— PROMPT —
Across the records below, count the lines that contain "percentage" and write down only the count.

┄┄┄┄┄┄

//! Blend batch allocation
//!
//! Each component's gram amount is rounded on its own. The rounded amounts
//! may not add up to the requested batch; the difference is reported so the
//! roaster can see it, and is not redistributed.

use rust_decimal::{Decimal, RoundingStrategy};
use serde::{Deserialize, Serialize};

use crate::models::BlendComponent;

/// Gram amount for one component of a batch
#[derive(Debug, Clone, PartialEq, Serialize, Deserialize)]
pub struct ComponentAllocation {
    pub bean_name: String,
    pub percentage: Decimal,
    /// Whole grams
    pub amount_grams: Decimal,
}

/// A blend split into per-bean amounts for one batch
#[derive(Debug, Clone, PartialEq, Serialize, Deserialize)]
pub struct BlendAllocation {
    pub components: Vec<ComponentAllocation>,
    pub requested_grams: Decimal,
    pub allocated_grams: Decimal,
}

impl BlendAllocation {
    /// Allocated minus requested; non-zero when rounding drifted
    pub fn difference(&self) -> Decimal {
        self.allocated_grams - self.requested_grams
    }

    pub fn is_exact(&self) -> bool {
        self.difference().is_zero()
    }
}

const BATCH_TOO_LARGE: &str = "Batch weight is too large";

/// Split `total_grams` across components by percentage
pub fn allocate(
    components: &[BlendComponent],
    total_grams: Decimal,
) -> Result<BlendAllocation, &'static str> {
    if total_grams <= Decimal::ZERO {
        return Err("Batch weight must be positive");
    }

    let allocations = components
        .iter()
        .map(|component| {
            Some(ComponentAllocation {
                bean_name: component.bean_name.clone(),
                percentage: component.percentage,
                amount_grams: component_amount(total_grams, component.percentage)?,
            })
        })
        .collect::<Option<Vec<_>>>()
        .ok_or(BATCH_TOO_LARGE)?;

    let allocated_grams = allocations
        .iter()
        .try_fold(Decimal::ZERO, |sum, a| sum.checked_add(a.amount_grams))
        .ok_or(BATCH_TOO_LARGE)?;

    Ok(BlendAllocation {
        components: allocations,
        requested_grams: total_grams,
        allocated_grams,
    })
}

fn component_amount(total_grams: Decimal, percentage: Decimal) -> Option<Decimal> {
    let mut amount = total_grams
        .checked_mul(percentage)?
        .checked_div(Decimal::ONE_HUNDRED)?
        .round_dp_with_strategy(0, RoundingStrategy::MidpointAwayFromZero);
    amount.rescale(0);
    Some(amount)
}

┄┄┄┄┄┄

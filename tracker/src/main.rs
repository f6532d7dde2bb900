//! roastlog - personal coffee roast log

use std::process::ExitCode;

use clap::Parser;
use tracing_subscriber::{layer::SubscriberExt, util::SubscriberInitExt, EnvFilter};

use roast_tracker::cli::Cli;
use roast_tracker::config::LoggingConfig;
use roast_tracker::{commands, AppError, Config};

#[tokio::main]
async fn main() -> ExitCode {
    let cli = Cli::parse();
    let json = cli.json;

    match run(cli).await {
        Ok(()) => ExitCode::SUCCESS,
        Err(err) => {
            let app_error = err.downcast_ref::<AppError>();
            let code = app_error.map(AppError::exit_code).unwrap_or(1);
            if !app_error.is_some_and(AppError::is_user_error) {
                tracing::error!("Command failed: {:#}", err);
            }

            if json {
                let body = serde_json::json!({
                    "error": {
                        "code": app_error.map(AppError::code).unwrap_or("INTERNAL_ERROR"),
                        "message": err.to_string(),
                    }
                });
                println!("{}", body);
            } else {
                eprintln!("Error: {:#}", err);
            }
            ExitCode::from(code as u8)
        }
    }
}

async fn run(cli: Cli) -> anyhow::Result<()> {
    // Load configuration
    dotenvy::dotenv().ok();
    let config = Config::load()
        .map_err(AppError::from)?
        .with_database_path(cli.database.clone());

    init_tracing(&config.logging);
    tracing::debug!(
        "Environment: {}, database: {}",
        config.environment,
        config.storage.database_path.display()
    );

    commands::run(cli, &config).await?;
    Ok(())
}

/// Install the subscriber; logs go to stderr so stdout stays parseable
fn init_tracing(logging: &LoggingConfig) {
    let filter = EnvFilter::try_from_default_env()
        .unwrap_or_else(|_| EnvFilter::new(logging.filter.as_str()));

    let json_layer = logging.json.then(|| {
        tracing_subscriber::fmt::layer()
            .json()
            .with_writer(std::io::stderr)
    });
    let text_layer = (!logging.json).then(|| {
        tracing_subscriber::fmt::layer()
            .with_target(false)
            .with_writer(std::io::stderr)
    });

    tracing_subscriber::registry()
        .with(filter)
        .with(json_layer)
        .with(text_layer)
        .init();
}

┄┄┄┄┄┄

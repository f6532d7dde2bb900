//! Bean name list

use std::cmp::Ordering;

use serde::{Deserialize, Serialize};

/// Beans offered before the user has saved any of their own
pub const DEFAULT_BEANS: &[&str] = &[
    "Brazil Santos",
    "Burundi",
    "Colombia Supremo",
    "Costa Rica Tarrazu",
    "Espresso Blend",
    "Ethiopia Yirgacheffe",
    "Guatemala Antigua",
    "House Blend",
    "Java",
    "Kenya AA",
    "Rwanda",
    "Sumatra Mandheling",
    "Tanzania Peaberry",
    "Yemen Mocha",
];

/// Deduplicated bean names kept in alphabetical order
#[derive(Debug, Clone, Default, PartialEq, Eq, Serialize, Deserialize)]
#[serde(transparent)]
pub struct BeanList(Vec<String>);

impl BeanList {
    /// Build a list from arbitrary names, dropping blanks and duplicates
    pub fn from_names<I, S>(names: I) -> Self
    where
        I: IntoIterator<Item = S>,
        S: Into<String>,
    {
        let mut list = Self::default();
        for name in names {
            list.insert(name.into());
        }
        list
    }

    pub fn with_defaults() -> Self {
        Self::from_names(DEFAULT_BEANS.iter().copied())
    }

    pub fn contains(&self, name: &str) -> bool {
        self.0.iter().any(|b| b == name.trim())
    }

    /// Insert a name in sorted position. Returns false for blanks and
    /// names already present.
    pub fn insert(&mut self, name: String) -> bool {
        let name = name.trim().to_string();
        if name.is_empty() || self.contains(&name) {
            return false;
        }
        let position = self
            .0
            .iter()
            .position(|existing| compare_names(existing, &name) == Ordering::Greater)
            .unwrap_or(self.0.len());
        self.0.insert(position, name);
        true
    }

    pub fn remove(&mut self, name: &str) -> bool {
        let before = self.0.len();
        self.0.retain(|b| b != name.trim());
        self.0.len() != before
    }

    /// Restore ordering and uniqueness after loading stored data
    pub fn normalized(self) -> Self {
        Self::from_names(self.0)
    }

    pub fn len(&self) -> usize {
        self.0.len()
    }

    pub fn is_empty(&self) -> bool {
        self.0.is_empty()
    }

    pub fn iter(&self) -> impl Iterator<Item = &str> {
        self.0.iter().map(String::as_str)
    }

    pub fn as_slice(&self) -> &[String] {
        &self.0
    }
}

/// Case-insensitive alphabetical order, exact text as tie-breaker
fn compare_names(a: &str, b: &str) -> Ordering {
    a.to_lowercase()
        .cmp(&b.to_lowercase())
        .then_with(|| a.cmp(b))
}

┄┄┄┄┄┄

— TASK RESPONSE —
6